___ Supplied information ___
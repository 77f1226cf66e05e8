//! Types for errors that can occur while reading, transforming, or writing
//! capture data.

use std::io;

use thiserror::Error;

/// An error that can occur in this crate.
#[derive(Debug, Error)]
pub enum Error {
    /// An I/O error while reading or writing a file or stream.
    #[error("I/O error: {source:?} while {context}")]
    Io {
        /// The original error.
        #[source]
        source: io::Error,
        /// The context in which the error occurred.
        context: String,
    },
    /// An error while decoding a header or record.
    #[error("decoding error: {0}")]
    Decode(String),
    /// An error while encoding a header, record, or CSV row.
    #[error("encoding error: {0}")]
    Encode(String),
    /// An invalid argument was passed to a function.
    #[error("bad argument `{param_name}`: {desc}")]
    BadArgument {
        /// The name of the invalid parameter.
        param_name: String,
        /// The description of why it was invalid.
        desc: String,
    },
}

/// An alias for a `Result` with [`enum@Error`] as the error type.
pub type Result<T> = std::result::Result<T, Error>;

impl Error {
    /// Creates a new I/O error with the given `context`.
    pub fn io(source: io::Error, context: impl ToString) -> Self {
        Self::Io {
            source,
            context: context.to_string(),
        }
    }

    /// Creates a new decode error.
    pub fn decode(msg: impl ToString) -> Self {
        Self::Decode(msg.to_string())
    }

    /// Creates a new encode error.
    pub fn encode(msg: impl ToString) -> Self {
        Self::Encode(msg.to_string())
    }

    /// Creates a new bad-argument error.
    pub fn bad_argument(param_name: impl ToString, desc: impl ToString) -> Self {
        Self::BadArgument {
            param_name: param_name.to_string(),
            desc: desc.to_string(),
        }
    }
}

/// Turns a clean end-of-stream into `Ok(None)` while passing through every
/// other kind of I/O error.
pub(crate) fn silence_eof_error<T>(err: io::Error) -> io::Result<Option<T>> {
    if err.kind() == io::ErrorKind::UnexpectedEof {
        Ok(None)
    } else {
        Err(err)
    }
}
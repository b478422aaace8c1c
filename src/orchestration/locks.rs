use std::sync::Arc;

use dashmap::DashMap;
use tokio::sync::{Mutex, OwnedMutexGuard};

/// One async mutex per router name.
///
/// Mutating operations on the same router run one at a time; different
/// routers never contend.
#[derive(Default)]
pub struct RouterLocks {
    locks: DashMap<String, Arc<Mutex<()>>>,
}

impl RouterLocks {
    pub fn new() -> Self {
        Self::default()
    }

    /// Wait for exclusive access to `router`.
    pub async fn lock(&self, router: &str) -> OwnedMutexGuard<()> {
        // clone out of the map before awaiting so no shard lock is held
        let mutex = self
            .locks
            .entry(router.to_string())
            .or_insert_with(|| Arc::new(Mutex::new(())))
            .value()
            .clone();
        mutex.lock_owned().await
    }

    /// Forget the mutex of a deleted router unless someone still waits on it.
    pub fn release(&self, router: &str) {
        self.locks
            .remove_if(router, |_, mutex| Arc::strong_count(mutex) == 1);
    }

    pub fn len(&self) -> usize {
        self.locks.len()
    }

    pub fn is_empty(&self) -> bool {
        self.locks.is_empty()
    }
}
//! Registry records handled by the orchestrator.
//!
//! A [`Router`] is the aggregate root: workers and load balancers only exist
//! as its children and are keyed by name inside it.

use std::collections::{BTreeMap, HashSet};

use serde::{Deserialize, Serialize};

use super::{
    error::{ResourceKind, RouterError, RouterResult},
    status::LifecycleState,
};

/// One backend target a router forwards requests to.
#[derive(Debug, Clone, PartialEq, Eq, Serialize, Deserialize)]
pub struct Worker {
    pub name: String,
    pub host: String,
    pub port: u16,
    #[serde(default = "Worker::default_enabled")]
    pub enabled: bool,
}

impl Worker {
    pub fn new(name: impl Into<String>, host: impl Into<String>, port: u16) -> Self {
        Self {
            name: name.into(),
            host: host.into(),
            port,
            enabled: true,
        }
    }

    fn default_enabled() -> bool {
        true
    }
}

/// A named group of workers plus the URL mount points routed through it.
///
/// Members are weak references to worker names; their order is significant
/// because the agent derives balancing priority from it.
#[derive(Debug, Clone, PartialEq, Eq, Serialize, Deserialize)]
pub struct LoadBalancer {
    pub name: String,
    #[serde(default)]
    pub members: Vec<String>,
    #[serde(default)]
    pub mount_points: Vec<String>,
}

impl LoadBalancer {
    /// Build a load balancer, dropping repeated mount points.
    pub fn new(name: impl Into<String>, members: Vec<String>, mount_points: Vec<String>) -> Self {
        let mut seen = HashSet::new();
        let mount_points = mount_points
            .into_iter()
            .filter(|path| seen.insert(path.clone()))
            .collect();

        Self {
            name: name.into(),
            members,
            mount_points,
        }
    }

    /// Member list in the agent's `wl` form: comma-joined, in order.
    pub fn member_list(&self) -> String {
        self.members.join(",")
    }

    /// Drop every occurrence of `worker`; returns whether anything was removed.
    pub fn remove_member(&mut self, worker: &str) -> bool {
        let before = self.members.len();
        self.members.retain(|m| m != worker);
        before != self.members.len()
    }
}

/// A managed reverse-proxy instance.
#[derive(Debug, Clone, PartialEq, Eq, Serialize, Deserialize)]
pub struct Router {
    /// Registry-assigned identifier; empty until first persisted.
    #[serde(default)]
    pub id: String,
    pub name: String,
    #[serde(default)]
    pub state: LifecycleState,
    #[serde(default)]
    pub workers: BTreeMap<String, Worker>,
    #[serde(default)]
    pub load_balancers: BTreeMap<String, LoadBalancer>,
}

impl Router {
    pub fn new(name: impl Into<String>) -> Self {
        Self {
            id: String::new(),
            name: name.into(),
            state: LifecycleState::Init,
            workers: BTreeMap::new(),
            load_balancers: BTreeMap::new(),
        }
    }

    pub fn worker(&self, name: &str) -> RouterResult<&Worker> {
        self.workers
            .get(name)
            .ok_or_else(|| RouterError::not_found(ResourceKind::Worker, name))
    }

    pub fn worker_mut(&mut self, name: &str) -> RouterResult<&mut Worker> {
        self.workers
            .get_mut(name)
            .ok_or_else(|| RouterError::not_found(ResourceKind::Worker, name))
    }

    pub fn load_balancer(&self, name: &str) -> RouterResult<&LoadBalancer> {
        self.load_balancers
            .get(name)
            .ok_or_else(|| RouterError::not_found(ResourceKind::LoadBalancer, name))
    }

    pub fn load_balancer_mut(&mut self, name: &str) -> RouterResult<&mut LoadBalancer> {
        self.load_balancers
            .get_mut(name)
            .ok_or_else(|| RouterError::not_found(ResourceKind::LoadBalancer, name))
    }

    /// Insert or replace a worker by name.
    pub fn upsert_worker(&mut self, worker: Worker) {
        self.workers.insert(worker.name.clone(), worker);
    }

    /// Remove a worker and prune it from every load balancer's member list.
    ///
    /// Returns the names of the load balancers whose membership changed.
    pub fn remove_worker(&mut self, name: &str) -> Vec<String> {
        self.workers.remove(name);
        self.load_balancers
            .values_mut()
            .filter_map(|lb| lb.remove_member(name).then(|| lb.name.clone()))
            .collect()
    }

    /// Insert or replace a load balancer by name.
    pub fn upsert_load_balancer(&mut self, lb: LoadBalancer) {
        self.load_balancers.insert(lb.name.clone(), lb);
    }

    pub fn remove_load_balancer(&mut self, name: &str) -> Option<LoadBalancer> {
        self.load_balancers.remove(name)
    }
}

/// A control-plane agent as listed in the registry's agent directory.
#[derive(Debug, Clone, PartialEq, Eq, Serialize, Deserialize)]
pub struct Agent {
    pub id: String,
    pub name: String,
    /// Base URL of the agent's control API.
    pub api_url: String,
}

/// A named configuration template resolved from the catalog.
#[derive(Debug, Clone, PartialEq, Serialize, Deserialize)]
pub struct Profile {
    pub name: String,
    #[serde(rename = "type")]
    pub kind: String,
    pub sub_type: String,
    #[serde(flatten)]
    pub extra: BTreeMap<String, serde_yaml::Value>,
}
___
Among the records above, find each line holding "workers" and list it.

//! A [`Router`] is the aggregate root: workers and load balancers only exist
/// A named group of workers plus the URL mount points routed through it.
    pub workers: BTreeMap<String, Worker>,
            workers: BTreeMap::new(),
        self.workers
        self.workers
        self.workers.insert(worker.name.clone(), worker);
        self.workers.remove(name);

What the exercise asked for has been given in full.